No que diz respeito à diabetes, um estudo de 2011, na verdade, olhou para as variações individuais na composição de uma gordura que faz parte das membranas celulares, phosphatEudylcholine, e encontrado quando o ácido oleico era um componente do complexo resistência à molécula de insulina foi mais baixa.
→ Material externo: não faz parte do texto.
// Copyright 2019 The Grin Developers
//
// Licensed under the Apache License, Version 2.0 (the "License");
// you may not use this file except in compliance with the License.
// You may obtain a copy of the License at
//
//     http://www.apache.org/licenses/LICENSE-2.0
//
// Unless required by applicable law or agreed to in writing, software
// distributed under the License is distributed on an "AS IS" BASIS,
// WITHOUT WARRANTIES OR CONDITIONS OF ANY KIND, either express or implied.
// See the License for the specific language governing permissions and
// limitations under the License.

//! Two-level Shamir Secret Sharing for Mnemonic Codes (SLIP-0039).
//! Splits a master secret into groups of human-transcribable mnemonic
//! shares and recovers it from any authorised combination of them.

#[macro_use]
extern crate lazy_static;

pub mod error;
mod field;
pub mod shamir;
pub mod util;

pub use crate::error::{Error, ErrorKind};
pub use crate::shamir::{
	combine_mnemonics, combine_mnemonics_with_passwords, combine_word_mnemonics,
	combine_word_mnemonics_with_passwords, decode_mnemonic, encode_mnemonic, generate_mnemonics,
	generate_mnemonics_random, generate_mnemonics_with_rng, GroupDescriptor, GroupShare, Share,
	ShareConfig,
};
pub use crate::util::hex::{from_hex, to_hex};
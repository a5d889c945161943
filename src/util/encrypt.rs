// Copyright 2019 The Grin Developers
//
// Licensed under the Apache License, Version 2.0 (the "License");
// you may not use this file except in compliance with the License.
// You may obtain a copy of the License at
//
//     http://www.apache.org/licenses/LICENSE-2.0
//
// Unless required by applicable law or agreed to in writing, software
// distributed under the License is distributed on an "AS IS" BASIS,
// WITHOUT WARRANTIES OR CONDITIONS OF ANY KIND, either express or implied.
// See the License for the specific language governing permissions and
// limitations under the License.

//! Master secret encryption
//! A length-preserving Feistel permutation over the secret, keyed by
//! passphrase, iteration exponent and share set identifier

use crate::error::Error;
use zeroize::Zeroizing;

#[cfg(feature = "rust_crypto_pbkdf2")]
use hmac::Hmac;
#[cfg(feature = "ring_pbkdf2")]
use ring::pbkdf2;
#[cfg(feature = "rust_crypto_pbkdf2")]
use sha2::Sha256;
#[cfg(feature = "ring_pbkdf2")]
use std::num::NonZeroU32;

/// Config Struct
#[derive(Debug, Clone, PartialEq, Eq)]
pub struct MasterSecretEncConfig {
	/// The minimum number of iterations to use in PBKDF2
	pub min_iteration_count: u16,
	/// The number of rounds to use in the Feistel cipher
	pub round_count: u8,
	/// The customization string used in the RS1024 checksum and in the PBKDF2 salt
	pub customization_string: Vec<u8>,
}

impl Default for MasterSecretEncConfig {
	fn default() -> Self {
		let min_iteration_count = 10000;
		let round_count = 4;
		let customization_string = b"shamir".to_vec();

		MasterSecretEncConfig {
			min_iteration_count,
			round_count,
			customization_string,
		}
	}
}

impl MasterSecretEncConfig {
	/// Just use defaults for now
	pub fn new() -> Self {
		MasterSecretEncConfig {
			..Default::default()
		}
	}
}

/// Struct, so that config values are held
pub struct MasterSecretEnc {
	pub config: MasterSecretEncConfig,
}

impl Default for MasterSecretEnc {
	fn default() -> Self {
		MasterSecretEnc {
			config: MasterSecretEncConfig::new(),
		}
	}
}

impl MasterSecretEnc {
	/// Create a new encoder with all defaults
	pub fn new() -> Result<MasterSecretEnc, Error> {
		Ok(MasterSecretEnc {
			config: MasterSecretEncConfig::new(),
		})
	}

	pub fn encrypt(
		&self,
		master_secret: &[u8],
		passphrase: &str,
		iteration_exponent: u8,
		identifier: u16,
	) -> Vec<u8> {
		let mut l = Zeroizing::new(master_secret.to_owned());
		let mid = l.len() / 2;
		let mut r = Zeroizing::new(l.split_off(mid));
		let salt = self.get_salt(identifier);
		for i in 0..self.config.round_count {
			let f = self.round_function(i, passphrase, iteration_exponent, &salt, &r);
			let next_r = Zeroizing::new(self.xor(&l, &f));
			l = r;
			r = next_r;
		}
		let mut retval = Vec::with_capacity(master_secret.len());
		retval.extend_from_slice(&r);
		retval.extend_from_slice(&l);
		retval
	}

	pub fn decrypt(
		&self,
		enc_master_secret: &[u8],
		passphrase: &str,
		iteration_exponent: u8,
		identifier: u16,
	) -> Vec<u8> {
		let mut l = Zeroizing::new(enc_master_secret.to_owned());
		let mid = l.len() / 2;
		let mut r = Zeroizing::new(l.split_off(mid));
		let salt = self.get_salt(identifier);
		for i in (0..self.config.round_count).rev() {
			let f = self.round_function(i, passphrase, iteration_exponent, &salt, &r);
			let next_r = Zeroizing::new(self.xor(&l, &f));
			l = r;
			r = next_r;
		}
		let mut retval = Vec::with_capacity(enc_master_secret.len());
		retval.extend_from_slice(&r);
		retval.extend_from_slice(&l);
		retval
	}

	fn get_salt(&self, identifier: u16) -> Vec<u8> {
		let mut retval = self.config.customization_string.clone();
		retval.extend_from_slice(&identifier.to_be_bytes());
		retval
	}

	/// the round function used internally by the Feistel cipher
	fn round_function(
		&self,
		i: u8,
		passphrase: &str,
		e: u8,
		salt: &[u8],
		r: &[u8],
	) -> Zeroizing<Vec<u8>> {
		let iterations =
			(u32::from(self.config.min_iteration_count) << e) / u32::from(self.config.round_count);
		let mut full_salt = Zeroizing::new(salt.to_owned());
		full_salt.extend_from_slice(r);
		let mut password = Zeroizing::new(vec![i]);
		password.extend_from_slice(passphrase.as_bytes());
		self.pbkdf2_derive(iterations, &full_salt, &password, r.len())
	}

	#[cfg(feature = "rust_crypto_pbkdf2")]
	fn pbkdf2_derive(
		&self,
		iterations: u32,
		salt: &[u8],
		password: &[u8],
		out_length: usize,
	) -> Zeroizing<Vec<u8>> {
		let mut out = Zeroizing::new(vec![0; out_length]);
		pbkdf2::pbkdf2::<Hmac<Sha256>>(password, salt, iterations, &mut out)
			.expect("HMAC can take a key of any size");
		out
	}

	// Ring implementation of round function
	#[cfg(feature = "ring_pbkdf2")]
	fn pbkdf2_derive(
		&self,
		iterations: u32,
		salt: &[u8],
		password: &[u8],
		out_length: usize,
	) -> Zeroizing<Vec<u8>> {
		let mut out = Zeroizing::new(vec![0; out_length]);
		pbkdf2::derive(
			pbkdf2::PBKDF2_HMAC_SHA256,
			NonZeroU32::new(iterations).expect("iteration count is never zero"),
			salt,
			password,
			&mut out,
		);
		out
	}

	// xor values in both arrays, up to length of b
	fn xor(&self, a: &[u8], b: &[u8]) -> Vec<u8> {
		let mut retval = vec![0; b.len()];
		for i in 0..b.len() {
			retval[i] = a[i] ^ b[i];
		}
		retval
	}
}
// Copyright 2019 The Grin Developers
//
// Licensed under the Apache License, Version 2.0 (the "License");
// you may not use this file except in compliance with the License.
// You may obtain a copy of the License at
//
//     http://www.apache.org/licenses/LICENSE-2.0
//
// Unless required by applicable law or agreed to in writing, software
// distributed under the License is distributed on an "AS IS" BASIS,
// WITHOUT WARRANTIES OR CONDITIONS OF ANY KIND, either express or implied.
// See the License for the specific language governing permissions and
// limitations under the License.

//! Finite field arithmetic for the member share polynomials

pub mod gf256;
pub mod lagrange;
pub mod poly;
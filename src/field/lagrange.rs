// Derived from RustySecrets Project at
// https://github.com/SpinResearch/RustySecrets.git
//
// BSD 3-Clause License
//
// Copyright (c) 2016-2018, Spin Research
// All rights reserved.
//
// Redistribution and use in source and binary forms, with or without
// modification, are permitted provided that the following conditions are met:
//
// * Redistributions of source code must retain the above copyright notice, this
//   list of conditions and the following disclaimer.
//
// * Redistributions in binary form must reproduce the above copyright notice,
//   this list of conditions and the following disclaimer in the documentation
//   and/or other materials provided with the distribution.
//
// * Neither the name of the copyright holder nor the names of its
//   contributors may be used to endorse or promote products derived from
//   this software without specific prior written permission.
//
// THIS SOFTWARE IS PROVIDED BY THE COPYRIGHT HOLDERS AND CONTRIBUTORS "AS IS"
// AND ANY EXPRESS OR IMPLIED WARRANTIES, INCLUDING, BUT NOT LIMITED TO, THE
// IMPLIED WARRANTIES OF MERCHANTABILITY AND FITNESS FOR A PARTICULAR PURPOSE ARE
// DISCLAIMED. IN NO EVENT SHALL THE COPYRIGHT HOLDER OR CONTRIBUTORS BE LIABLE
// FOR ANY DIRECT, INDIRECT, INCIDENTAL, SPECIAL, EXEMPLARY, OR CONSEQUENTIAL
// DAMAGES (INCLUDING, BUT NOT LIMITED TO, PROCUREMENT OF SUBSTITUTE GOODS OR
// SERVICES; LOSS OF USE, DATA, OR PROFITS; OR BUSINESS INTERRUPTION) HOWEVER
// CAUSED AND ON ANY THEORY OF LIABILITY, WHETHER IN CONTRACT, STRICT LIABILITY,
// OR TORT (INCLUDING NEGLIGENCE OR OTHERWISE) ARISING IN ANY WAY OUT OF THE USE
// OF THIS SOFTWARE, EVEN IF ADVISED OF THE POSSIBILITY OF SUCH DAMAGE.
//
// Modifications Copyright 2019 The Grin Developers
//
// Licensed under the Apache License, Version 2.0 (the "License");
// you may not use this file except in compliance with the License.
// You may obtain a copy of the License at
//
//     http://www.apache.org/licenses/LICENSE-2.0
//
// Unless required by applicable law or agreed to in writing, software
// distributed under the License is distributed on an "AS IS" BASIS,
// WITHOUT WARRANTIES OR CONDITIONS OF ANY KIND, either express or implied.
// See the License for the specific language governing permissions and
// limitations under the License.

use crate::field::gf256::Gf256;
use crate::field::poly::Poly;

/// Computes the coefficients of the Lagrange polynomial interpolated
/// from the given `points`, in the G(2^8) Galois field.
pub fn interpolate(points: &[(Gf256, Gf256)]) -> Poly {
	let len = points.len();

	let mut poly = vec![Gf256::zero(); len];

	for &(x, y) in points {
		let mut coeffs = vec![Gf256::zero(); len];
		coeffs[0] = y;

		let mut prod = Gf256::one();
		for &(x1, _) in points {
			if x != x1 {
				prod *= x - x1;

				let mut prec = Gf256::zero();
				coeffs = coeffs
					.into_iter()
					.map(|coeff| {
						let new_coeff = coeff * (-x1) + prec;
						prec = coeff;
						new_coeff
					})
					.collect();
			}
		}

		poly = poly
			.iter()
			.zip(coeffs.iter())
			.map(|(&old_coeff, &add)| old_coeff + add / prod)
			.collect();
	}

	Poly::new(poly)
}
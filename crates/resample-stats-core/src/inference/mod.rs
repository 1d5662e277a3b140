//! Resampling-based hypothesis testing
//!
//! The pipeline is: specify a [`Hypothesis`], pick a [`Statistic`], build a
//! [`NullDistribution`] by simulating datasets under the null, then compare
//! the observed statistic against it with [`get_p_value`].

pub mod categorical;
pub mod confidence;
pub mod generate;
pub mod hypothesis;
pub mod null_distribution;
pub mod p_value;
pub mod statistic;

pub use categorical::{chisq_test, ContingencyTable};
pub use confidence::{get_confidence_interval, CiMethod, ConfidenceInterval};
pub use generate::{generate, GenerationMode};
pub use hypothesis::{Hypothesis, NullHypothesis};
pub use null_distribution::{
    build_null_distribution, replicate_seeds, CancelToken, Location, NullDistribution,
    NullDistributionOptions,
};
pub use p_value::{get_p_value, Direction, PValueResult};
pub use statistic::{calculate, Statistic};

use crate::data::Dataset;
use crate::errors::StatsResult;

/// Outcome of a resampling test
#[derive(Debug, Clone)]
pub struct TestResult {
    /// Statistic on the observed data
    pub statistic: f64,
    /// p-value
    pub p_value: f64,
    /// Alternative hypothesis direction
    pub direction: Direction,
    /// Number of replicates in the null distribution
    pub reps: usize,
    /// Number of observations
    pub n: usize,
    /// Mean of the null distribution
    pub null_mean: f64,
    /// Standard deviation of the null distribution
    pub null_std_dev: f64,
    /// Test method/name
    pub method: String,
}

/// Chi-square test result
#[derive(Debug, Clone)]
pub struct ChiSquareResult {
    /// Chi-square statistic
    pub statistic: f64,
    /// p-value
    pub p_value: f64,
    /// Degrees of freedom
    pub df: usize,
    /// Method name
    pub method: String,
}

/// Run a complete resampling test
///
/// Computes the observed statistic, builds the null distribution and derives
/// the p-value for `direction`.
///
/// # Arguments
/// * `dataset` - Observed data
/// * `hypothesis` - Null hypothesis
/// * `statistic` - Test statistic
/// * `options` - Replicate count, generation mode, seed
/// * `direction` - Tail direction of the alternative
pub fn resampling_test(
    dataset: &Dataset,
    hypothesis: &Hypothesis,
    statistic: &Statistic,
    options: &NullDistributionOptions,
    direction: Direction,
) -> StatsResult<TestResult> {
    let null = build_null_distribution(dataset, hypothesis, statistic, options, None)?;
    let observed = calculate(dataset, statistic)?;
    let p = get_p_value(&null, observed, direction)?;

    Ok(TestResult {
        statistic: observed,
        p_value: p.p_value,
        direction,
        reps: null.len(),
        n: dataset.n_rows(),
        null_mean: null.mean(),
        null_std_dev: null.std_dev(),
        method: format!(
            "Randomization test of {} ({} {} replicates)",
            statistic,
            null.len(),
            null.mode().name()
        ),
    })
}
Entre os 360 participantes em Espanha, nenhum com diabetes, cada aumento de 1 por cento da composição de ácido oleico de fosfatidilcolina representou uma redução de 20 por cento da resistência à insulina (pré-diabetes).

azeite, portanto, podem oferecer benefícios claros para a saúde cardiovascular, e controle de glicose no sangue.

Finalmente, a combinação da dieta mediterrânica de gorduras parece um equilíbrio benéfico entre ácidos graxos ômega-3 e os menos famosos ácidos graxos ômega-6. Você precisa de ambos os ácidos omega-3 e ácidos graxos ômega-6, e ambos são gorduras saudáveis. A típica dieta ocidental pode favorecer ácidos graxos ômega-6 em 20 para 1 ou mais, mas em uma dieta típica do Mediterrâneo o saldo é mais perto de uma saudável 4-1.

Tendo o vinho com jantar

Encorajando um copo de vinho tinto com o jantar é a maneira perfeita para coroar essa discussão da dieta mediterrânea, porque ter vinho com moderação é típico para as pessoas desta região. O consumo moderado de álcool, definida como não mais de dois drinques por dia para homens ou uma bebida por dia para as mulheres, tem benefícios de saúde quando comparados aos bebedores pesados ​​ou totalers chá.

Video: Dieta Mediterrânea - Tudo o que você Precisa Saber | Dr. Juliano Pimentel

E vinho tinto, em particular, contém antioxidantes incluindo o fenol Resveratrol. O consumo de álcool não é aconselhável para algumas condições de saúde que são comuns entre as pessoas com diabetes tipo 2, como pressão arterial alta ou níveis elevados de triglicérides.

Sempre consumir seu álcool com alimentos para evitar hipoglicemia, especialmente após a refeição da noite quando você ir para a cama.